The characters in both the movie and book are never given names; we only know them as the Doctor (Mark Ruffalo), the Doctor's Wife (Julianne Moore) and so on. This device worked well in the book, but in cinematic form it's both implausible and kind-of silly (really, would everyone continue to refer to Ruffalo's character as "Doctor" throughout the entire period of isolation? You'd think someone would ask him his name). These characters of course represent all of humanity and thus are drawn as broad, generic archetypes, but in the novel it didn't feel so damn heavy-handed.

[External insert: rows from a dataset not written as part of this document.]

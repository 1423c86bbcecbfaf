//! Website insights: fetch the landing page, reduce it to text, and ask the
//! chat model for a structured read on the business.
//!
//! Unusable model output degrades to [`WebsiteInsights::fallback`] as an
//! [`InsightsOutcome::Fallback`]. Transport failures of the model call are
//! returned as errors so the pipeline can retry them. The page fetch itself
//! is best effort: when it fails the model only sees the URL.

use std::time::Duration;

use async_trait::async_trait;
use reqwest::Client;
use scraper::Html;
use serde::Deserialize;
use tracing::{debug, instrument, warn};

use prospector_shared::{
    HardwareOpportunities, InsightsOutcome, LlmConfig, ProspectorError, Result, SizeIndicator,
    WebsiteInsights,
};

use crate::InsightsProvider;
use crate::http::{build_client, send};
use crate::llm::{ChatClient, extract_json};

const PAGE_PROVIDER: &str = "website";

/// Elements whose text never reaches the model.
const SKIPPED_ELEMENTS: &[&str] = &["script", "style", "noscript", "svg", "template", "nav", "footer"];

const MAX_REPLY_TOKENS: u32 = 800;

const SYSTEM_PROMPT: &str = "You are a B2B sales analyst for a computer hardware reseller. \
Give concise, actionable insights for sales outreach. Reply with valid JSON only.";

// ---------------------------------------------------------------------------
// Page text
// ---------------------------------------------------------------------------

/// Visible text of an HTML document with whitespace collapsed, truncated to
/// `max_chars` characters (plus `...` when cut).
pub fn page_text(html: &str, max_chars: usize) -> String {
    let doc = Html::parse_document(html);

    let mut text = String::new();
    for node in doc.root_element().descendants() {
        let Some(fragment) = node.value().as_text() else {
            continue;
        };
        let hidden = node.ancestors().any(|ancestor| {
            ancestor
                .value()
                .as_element()
                .is_some_and(|el| SKIPPED_ELEMENTS.contains(&el.name()))
        });
        if hidden {
            continue;
        }
        for word in fragment.split_whitespace() {
            if !text.is_empty() {
                text.push(' ');
            }
            text.push_str(word);
        }
    }

    truncate_chars(&text, max_chars)
}

fn truncate_chars(text: &str, max_chars: usize) -> String {
    match text.char_indices().nth(max_chars) {
        Some((cut, _)) => format!("{}...", &text[..cut]),
        None => text.to_string(),
    }
}

fn with_scheme(website: &str) -> String {
    let website = website.trim();
    if website.starts_with("http://") || website.starts_with("https://") {
        website.to_string()
    } else {
        format!("https://{website}")
    }
}

// ---------------------------------------------------------------------------
// Reply parsing
// ---------------------------------------------------------------------------

#[derive(Debug, Deserialize)]
struct RawInsights {
    #[serde(default)]
    business_summary: String,
    #[serde(default, alias = "size_indicator")]
    company_size_indicator: String,
    #[serde(default)]
    key_insights: Vec<String>,
    #[serde(default)]
    hardware_opportunity: HardwareOpportunities,
    #[serde(default)]
    decision_maker_hint: String,
    #[serde(default)]
    personalization_hook: String,
}

/// Validate a model reply into insights.
pub fn parse_insights(reply: &str) -> Result<WebsiteInsights> {
    let json = extract_json(reply)
        .ok_or_else(|| ProspectorError::parse("insights reply contains no JSON object"))?;

    let raw: RawInsights = serde_json::from_str(json)
        .map_err(|e| ProspectorError::parse(format!("insights reply does not match schema: {e}")))?;

    let business_summary = raw.business_summary.trim().to_string();
    if business_summary.is_empty() {
        return Err(ProspectorError::parse("insights reply has an empty business_summary"));
    }

    let key_insights = raw
        .key_insights
        .into_iter()
        .map(|insight| insight.trim().to_string())
        .filter(|insight| !insight.is_empty())
        .take(WebsiteInsights::MAX_KEY_INSIGHTS)
        .collect();

    Ok(WebsiteInsights {
        business_summary,
        size_indicator: SizeIndicator::from_label(&raw.company_size_indicator),
        key_insights,
        hardware_opportunity: raw.hardware_opportunity,
        decision_maker_hint: raw.decision_maker_hint.trim().to_string(),
        personalization_hook: raw.personalization_hook.trim().to_string(),
    })
}

fn user_prompt(url: &str, content: &str) -> String {
    let content = if content.is_empty() {
        "(page content unavailable; infer what you can from the domain)"
    } else {
        content
    };

    format!(
        r#"Analyze this company website for B2B hardware sales opportunities.

Website: {url}
Content: {content}

Return exactly this JSON shape:
{{
  "business_summary": "one sentence on what the company does",
  "company_size_indicator": "small | medium | large",
  "key_insights": ["2-3 specific insights useful for a personalized hardware pitch: growth signals, tech challenges, office setup, team size"],
  "hardware_opportunity": {{
    "workstations": true,
    "servers": false,
    "networking": false,
    "storage": false,
    "peripherals": false
  }},
  "decision_maker_hint": "who likely makes IT purchasing decisions (IT Manager, CTO, Operations, ...)",
  "personalization_hook": "one specific detail for a personalized opener"
}}

Return only the JSON object."#
    )
}

// ---------------------------------------------------------------------------
// Adapter
// ---------------------------------------------------------------------------

/// Insights collaborator backed by a chat model.
pub struct LlmInsights {
    chat: ChatClient,
    page_client: Client,
    temperature: f32,
    max_page_chars: usize,
}

impl LlmInsights {
    pub fn new(chat: ChatClient, config: &LlmConfig, timeout: Duration) -> Result<Self> {
        Ok(Self {
            chat,
            page_client: build_client(PAGE_PROVIDER, timeout)?,
            temperature: config.insights_temperature,
            max_page_chars: config.max_page_chars,
        })
    }

    async fn fetch_page_text(&self, url: &str) -> Result<String> {
        let response = send(PAGE_PROVIDER, self.page_client.get(url)).await?;
        let html = response.text().await.map_err(|e| {
            ProspectorError::network(PAGE_PROVIDER, format!("failed to read page: {e}"))
        })?;
        Ok(page_text(&html, self.max_page_chars))
    }
}

#[async_trait]
impl InsightsProvider for LlmInsights {
    #[instrument(skip_all, fields(website = %website))]
    async fn analyze(&self, website: &str) -> Result<InsightsOutcome> {
        let url = with_scheme(website);

        let content = match self.fetch_page_text(&url).await {
            Ok(text) => {
                debug!(chars = text.chars().count(), "page text extracted");
                text
            }
            Err(e) => {
                warn!(error = %e, "page fetch failed, analyzing from URL only");
                String::new()
            }
        };

        let reply = self
            .chat
            .complete(
                SYSTEM_PROMPT,
                &user_prompt(&url, &content),
                self.temperature,
                MAX_REPLY_TOKENS,
            )
            .await;

        match reply.and_then(|reply| parse_insights(&reply)) {
            Ok(insights) => Ok(InsightsOutcome::Parsed(insights)),
            Err(e @ ProspectorError::Parse { .. }) => {
                warn!(error = %e, "unusable insights reply, using fallback");
                Ok(InsightsOutcome::Fallback {
                    insights: WebsiteInsights::fallback(),
                    reason: e.to_string(),
                })
            }
            Err(e) => Err(e),
        }
    }
}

Meirelles works with much of his usual crew from his two previous films, and it's here where the film is most commendable. The look of
Blindness is beautifully realized, very stylish (something you have to expect with a Meirelles film) and occasionally maddening. Gifted cinematographer César Charlone (nominated for an Oscar for his wonderful work on
City of God) drains the film of color and shoots many scenes intentionally out of focus while often putting the subjects out of the frame. The idea is obvious, but effective, in how it puts you in the heads of the people we are following in the story. As well-done as this is, it makes for a tough watch, often keeping the viewer in the dark as to what is happening some of the time. The real achievement here is the editing done by Daniel Rezende (also deservingly nominated for
City of God). His transitions and montage work here is something to behold.

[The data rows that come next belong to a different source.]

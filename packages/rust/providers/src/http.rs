//! Shared HTTP plumbing: client construction and status → error mapping.

use std::time::Duration;

use reqwest::header::{HeaderMap, RETRY_AFTER};
use reqwest::{Client, RequestBuilder, Response};
use serde::de::DeserializeOwned;

use prospector_shared::{ProspectorError, Result, USER_AGENT};

/// Maximum number of body characters quoted in error messages.
const ERROR_BODY_CHARS: usize = 200;

/// Build a reqwest client with the per-call timeout.
pub(crate) fn build_client(provider: &str, timeout: Duration) -> Result<Client> {
    Client::builder()
        .user_agent(USER_AGENT)
        .redirect(reqwest::redirect::Policy::limited(5))
        .timeout(timeout)
        .build()
        .map_err(|e| ProspectorError::network(provider, format!("failed to build HTTP client: {e}")))
}

/// Send a request and turn non-success statuses into taxonomy errors.
pub(crate) async fn send(provider: &str, request: RequestBuilder) -> Result<Response> {
    // `without_url` keeps query-string API keys out of logs.
    let response = request
        .send()
        .await
        .map_err(|e| ProspectorError::network(provider, e.without_url().to_string()))?;

    let status = response.status();
    if status.is_success() {
        return Ok(response);
    }

    let retry_after = parse_retry_after(response.headers());
    let body = response.text().await.unwrap_or_default();

    Err(ProspectorError::from_status(
        provider,
        status.as_u16(),
        snippet(&body),
        retry_after,
    ))
}

/// Read the body and deserialize it into a typed response.
pub(crate) async fn read_json<T: DeserializeOwned>(provider: &str, response: Response) -> Result<T> {
    let body = response.text().await.map_err(|e| {
        ProspectorError::network(provider, format!("failed to read body: {}", e.without_url()))
    })?;

    serde_json::from_str(&body).map_err(|e| {
        ProspectorError::parse(format!(
            "{provider}: unexpected response shape: {e} (got: {})",
            snippet(&body)
        ))
    })
}

/// `Retry-After` in delta-seconds form.
pub(crate) fn parse_retry_after(headers: &HeaderMap) -> Option<Duration> {
    headers
        .get(RETRY_AFTER)
        .and_then(|v| v.to_str().ok())
        .and_then(|s| s.trim().parse::<u64>().ok())
        .map(Duration::from_secs)
}

fn snippet(body: &str) -> String {
    body.chars().take(ERROR_BODY_CHARS).collect()
}
//! Core BPE data structures.
//!
//! This module contains the symbol table, merge lists and rules, and the
//! priority queue shared by learning and segmentation.

pub mod merges;
pub mod priority;
pub mod symbols;

pub use merges::{CodesVersion, MergeList, MergeMap, MergeOp, MergeRules, Pair};
pub use priority::{MergeCandidate, PairPriorityQueue};
pub use symbols::{initial_symbols, strip_end_of_word, SymbolTable, END_OF_WORD};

A good friend of mine who recommended me the book years ago expressed his disappointment in the casting for the movie, saying the married couple-played by Moore and Ruffalo-had to be older for the story to work. I withheld judgment until I saw the movie, but now I fully agree. Moore is great here as the only person unaffected by the blindness, opting to stay with her husband and act as the surrogate mother to all the infected, but she isn't motherly enough. Ruffalo is an actor I like quite a bit (check
You Can Count on Me and
Zodiac for evidence of his nuanced and charming acting skills), but he's wrong for the part. Meirelles tries to make him look older by adding gray streaks in his hair, but it doesn't work. I found it hardest to accept that these two actors could play a married couple--okay in the early-going but less believable as the film carried on.

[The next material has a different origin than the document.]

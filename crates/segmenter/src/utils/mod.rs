//! Utilities for segmentation.

pub mod cache;

pub use cache::{CacheStats, SegmentCache};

Sandra Oh was an odd and distracting choice to play a two-minute role (I'm pretty sure it was cut down significantly in the editing room) as the Minister of Health in which she's given the unfortunate task of uttering a few bad lines. I was hoping for more out of the great Gael García Bernal (
Motorcycle Diaries, Y tu mamá también, Amores perros), but he is given little to do here except be the bad guy - a part he likely enjoyed playing - but his performance is rudimentary. And of course how can I forget Danny Glover, an actor who continues to put in one awful performance after another. With this,
Be Kind Rewind, Shooter, and
Saw I'm convinced the man should call it quits. And what's with the sudden speech impediment he has going now? His raspy voice is now mixed with some kind of lisp, making him sound as if he's talking with a mouthful of oatmeal.
Blindness was a book I enjoyed very much. I thought it would make for a great film adaptation, but now I believe it's a narrative that only works on the page; watching a cluster of blind people struggle and hurt each other for two hours doesn't exactly scream cinematic brilliance. Rarely is a book successfully adapted onto the big screen, but the films that surpass their source material--
Fight Club, The Godfather, Goodfellas and
Jaws come to mind--captured the book's essence while also going in to different, more cinematically appropriate directions. Blindness is faithful, but made without any of the fervor the characters in the story find in the hopeful ending it doesn't deserve.